A tool to assist Point-of-Care Evidence-Based Diagnosis

MichaelGarfinkleMichael Garfinkle is a Nephrology Fellow at the University of Calgary

 

The practice of evidence based diagnosis is what we are taught we should all do, but, in practice, this is quite difficult. EBM diagnosis relies on likelihood ratios, but it’s impossible to remember the diagnostic accuracies of the thousands of tests that exist.

 This is why I made a simple tool to help with the scientific diagnosis of diseases spanning most specialties. It is a database of over 700 likelihood ratios of tests (history, radiology, physical exam etc.). The likelihood ratios are completely free for all to access and are found on my website and on an app I developed for iPhone / iPad called DxLogic. Android users are not left out as the website is mobile friendly!

The following examples will demonstrate how you to can use this resource to approach some common clinical situations in a probabilistic and rational manner. The linked images found below are from the iOS application.

 Example #1:

You are seeing a 40 year old gentleman with new onset confusion. He has a fever and a high white cell count and you wonder if he has meningitis. You remember being told that neck stiffness is a good sign for this disease; however, this patient does not have neck stiffness on exam. You wonder if this significantly decreases his probability of having meningitis or if you should get an LP. By looking this up on the app you find that the absence of neck stiffness does not significantly decrease the probability of meningitis. As your clinical suspicion remains high, you get an LP.

Example #2:

You are reviewing a 70 year old woman for her annual check-up. You notice a systolic murmur on exam and you wonder if she might have significant underlying aortic stenosis. Using the resource we find that her probability of having moderate or severe aortic stenosis, given that she has a systolic murmur and before any tests, is 15%.
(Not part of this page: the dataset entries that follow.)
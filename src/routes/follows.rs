use axum::{
    Json, Router,
    extract::{Path, State},
    routing::post,
};
use uuid::Uuid;

use crate::{
    error::AppResult,
    middleware::auth::AuthUser,
    models::Followship,
    response::ApiResponse,
    services::follow_service,
    state::AppState,
};

pub fn router() -> Router<AppState> {
    Router::new().route("/{user_id}", post(add_following).delete(remove_following))
}

#[utoipa::path(
    post,
    path = "/api/following/{user_id}",
    params(
        ("user_id" = Uuid, Path, description = "User to follow")
    ),
    responses(
        (status = 200, description = "Followed", body = ApiResponse<Followship>),
        (status = 400, description = "Cannot follow yourself"),
        (status = 404, description = "User didn't exist"),
        (status = 409, description = "Already following")
    ),
    security(("session_cookie" = []), ("bearer_auth" = [])),
    tag = "Followships"
)]
pub async fn add_following(
    State(state): State<AppState>,
    user: AuthUser,
    Path(user_id): Path<Uuid>,
) -> AppResult<Json<ApiResponse<Followship>>> {
    let resp = follow_service::add_following(&state, &user, user_id).await?;
    Ok(Json(resp))
}

#[utoipa::path(
    delete,
    path = "/api/following/{user_id}",
    params(
        ("user_id" = Uuid, Path, description = "User to unfollow")
    ),
    responses(
        (status = 200, description = "Unfollowed", body = ApiResponse<serde_json::Value>),
        (status = 404, description = "Not following")
    ),
    security(("session_cookie" = []), ("bearer_auth" = [])),
    tag = "Followships"
)]
pub async fn remove_following(
    State(state): State<AppState>,
    user: AuthUser,
    Path(user_id): Path<Uuid>,
) -> AppResult<Json<ApiResponse<serde_json::Value>>> {
    let resp = follow_service::remove_following(&state, &user, user_id).await?;
    Ok(Json(resp))
}
use serde::{Deserialize, Serialize};
use utoipa::ToSchema;

use crate::models::User;

#[derive(Deserialize, Debug, ToSchema)]
pub struct SignUpRequest {
    pub name: String,
    pub email: String,
    pub password: String,
    pub password_check: String,
}

#[derive(Deserialize, Debug, ToSchema)]
pub struct SignInRequest {
    pub email: String,
    pub password: String,
}

#[derive(Debug, Serialize, ToSchema)]
pub struct SignInResponse {
    pub token: String,
    pub user: User,
}

#[derive(Debug, Deserialize, Serialize, ToSchema)]
pub struct Claims {
    pub sub: String,
    pub role: String,
    pub exp: usize,
}
use restaurant_forum::routes::health::health_check;

#[tokio::test]
async fn health_check_returns_ok() {
    let response = health_check().await;
    assert_eq!(response.0.message, "Health check");

    let data = response.0.data.expect("health data");
    assert_eq!(data.status, "ok");
    assert_eq!(data.version, env!("CARGO_PKG_VERSION"));
}
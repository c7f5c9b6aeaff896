use restaurant_forum::{
    config::AppConfig,
    db::{create_pool, run_migrations},
};

#[tokio::main]
async fn main() -> anyhow::Result<()> {
    dotenvy::dotenv().ok();
    let config = AppConfig::from_env()?;
    let pool = create_pool(&config.database_url).await?;
    run_migrations(&pool).await?;
    println!("Migrations applied");
    Ok(())
}
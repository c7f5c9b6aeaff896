//! Multipart form handling and local image storage.

use std::{collections::HashMap, path::Path};

use axum::{body::Bytes, extract::Multipart};
use tokio::fs;
use uuid::Uuid;

use crate::error::{AppError, AppResult};

/// Public URL prefix uploaded files are served under.
pub const UPLOAD_ROUTE: &str = "/upload";

const IMAGE_FIELD: &str = "image";

#[derive(Debug, Clone)]
pub struct ImageUpload {
    pub file_name: Option<String>,
    pub content_type: Option<String>,
    pub bytes: Bytes,
}

/// Text fields plus the optional `image` part of a multipart form.
#[derive(Debug, Default)]
pub struct MultipartForm {
    fields: HashMap<String, String>,
    pub image: Option<ImageUpload>,
}

impl MultipartForm {
    pub async fn read(mut multipart: Multipart) -> AppResult<Self> {
        let mut form = MultipartForm::default();
        while let Some(field) = multipart
            .next_field()
            .await
            .map_err(|e| AppError::BadRequest(e.body_text()))?
        {
            let Some(name) = field.name().map(str::to_string) else {
                continue;
            };
            if name == IMAGE_FIELD {
                let file_name = field.file_name().map(str::to_string);
                let content_type = field.content_type().map(str::to_string);
                let bytes = field
                    .bytes()
                    .await
                    .map_err(|e| AppError::BadRequest(e.body_text()))?;
                // Browsers send an empty part when no file was chosen.
                if !bytes.is_empty() {
                    form.image = Some(ImageUpload {
                        file_name,
                        content_type,
                        bytes,
                    });
                }
            } else {
                let value = field
                    .text()
                    .await
                    .map_err(|e| AppError::BadRequest(e.body_text()))?;
                form.fields.insert(name, value);
            }
        }
        Ok(form)
    }

    pub fn text(&self, name: &str) -> String {
        self.fields.get(name).cloned().unwrap_or_default()
    }

    pub fn optional_text(&self, name: &str) -> Option<String> {
        self.fields
            .get(name)
            .map(|v| v.trim().to_string())
            .filter(|v| !v.is_empty())
    }
}

/// Write the image under `dir` and return its public path, e.g. `/upload/<uuid>.png`.
pub async fn save_image(dir: &Path, image: Option<ImageUpload>) -> AppResult<Option<String>> {
    let Some(image) = image else {
        return Ok(None);
    };

    let is_image = image
        .content_type
        .as_deref()
        .is_some_and(|ct| ct.starts_with("image/"));
    if !is_image {
        return Err(AppError::BadRequest("Only image files are allowed!".into()));
    }

    fs::create_dir_all(dir)
        .await
        .map_err(|e| AppError::Internal(e.into()))?;

    let stored_name = stored_file_name(image.file_name.as_deref());
    fs::write(dir.join(&stored_name), &image.bytes)
        .await
        .map_err(|e| AppError::Internal(e.into()))?;

    tracing::debug!(file = %stored_name, size = image.bytes.len(), "image stored");
    Ok(Some(format!("{UPLOAD_ROUTE}/{stored_name}")))
}

fn stored_file_name(original: Option<&str>) -> String {
    let extension = original
        .and_then(|name| Path::new(name).extension())
        .and_then(|ext| ext.to_str())
        .filter(|ext| !ext.is_empty() && ext.chars().all(|c| c.is_ascii_alphanumeric()))
        .map(str::to_ascii_lowercase);

    match extension {
        Some(ext) => format!("{}.{ext}", Uuid::new_v4()),
        None => Uuid::new_v4().to_string(),
    }
}

#[cfg(test)]
mod tests {
    use super::*;

    #[test]
    fn keeps_a_sane_extension() {
        let name = stored_file_name(Some("Menu Photo.JPG"));
        assert!(name.ends_with(".jpg"));
        assert!(Uuid::parse_str(name.trim_end_matches(".jpg")).is_ok());
    }

    #[test]
    fn drops_suspicious_extensions() {
        let name = stored_file_name(Some("evil.p/hp"));
        assert!(Uuid::parse_str(&name).is_ok());
        let name = stored_file_name(None);
        assert!(Uuid::parse_str(&name).is_ok());
    }

    #[tokio::test]
    async fn rejects_non_images() {
        let dir = std::env::temp_dir().join(format!("forum-upload-{}", Uuid::new_v4()));
        let upload = ImageUpload {
            file_name: Some("notes.txt".into()),
            content_type: Some("text/plain".into()),
            bytes: Bytes::from_static(b"hello"),
        };
        let err = save_image(&dir, Some(upload)).await.unwrap_err();
        assert_eq!(err.to_string(), "Only image files are allowed!");
    }

    #[tokio::test]
    async fn stores_images_and_returns_public_path() {
        let dir = std::env::temp_dir().join(format!("forum-upload-{}", Uuid::new_v4()));
        let upload = ImageUpload {
            file_name: Some("dish.png".into()),
            content_type: Some("image/png".into()),
            bytes: Bytes::from_static(b"\x89PNG"),
        };
        let path = save_image(&dir, Some(upload)).await.unwrap().unwrap();
        assert!(path.starts_with("/upload/"));
        let stored = dir.join(path.trim_start_matches("/upload/"));
        assert_eq!(fs::read(&stored).await.unwrap(), b"\x89PNG");
        fs::remove_dir_all(&dir).await.unwrap();
    }

    #[tokio::test]
    async fn no_upload_is_not_an_error() {
        let dir = std::env::temp_dir().join("forum-upload-unused");
        assert!(save_image(&dir, None).await.unwrap().is_none());
    }
}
 Browsing through the app you notice that the absence of radiation to the right clavicle is the best sign to rule-out significant aortic stenosis. Plugging this into the app we find that her probability of having moderate or severe aortic stenosis on echocardiography is now 2%. You discuss this probability of disease with the patient and decide together whether an echocardiogram is warranted.

Likelihood ratios could play an important role in decision-making in every day medical practice. Give my app/website a try and feel free to contact me with any comments or suggestions.

Editors' note: We don't, as a rule, let people 'advertise their goods' in the form of a CMAJ guest blog. In this instance we were impressed by Michael's clever and useful tool and thought that more people should get to know about it, so we invited him to blog for us.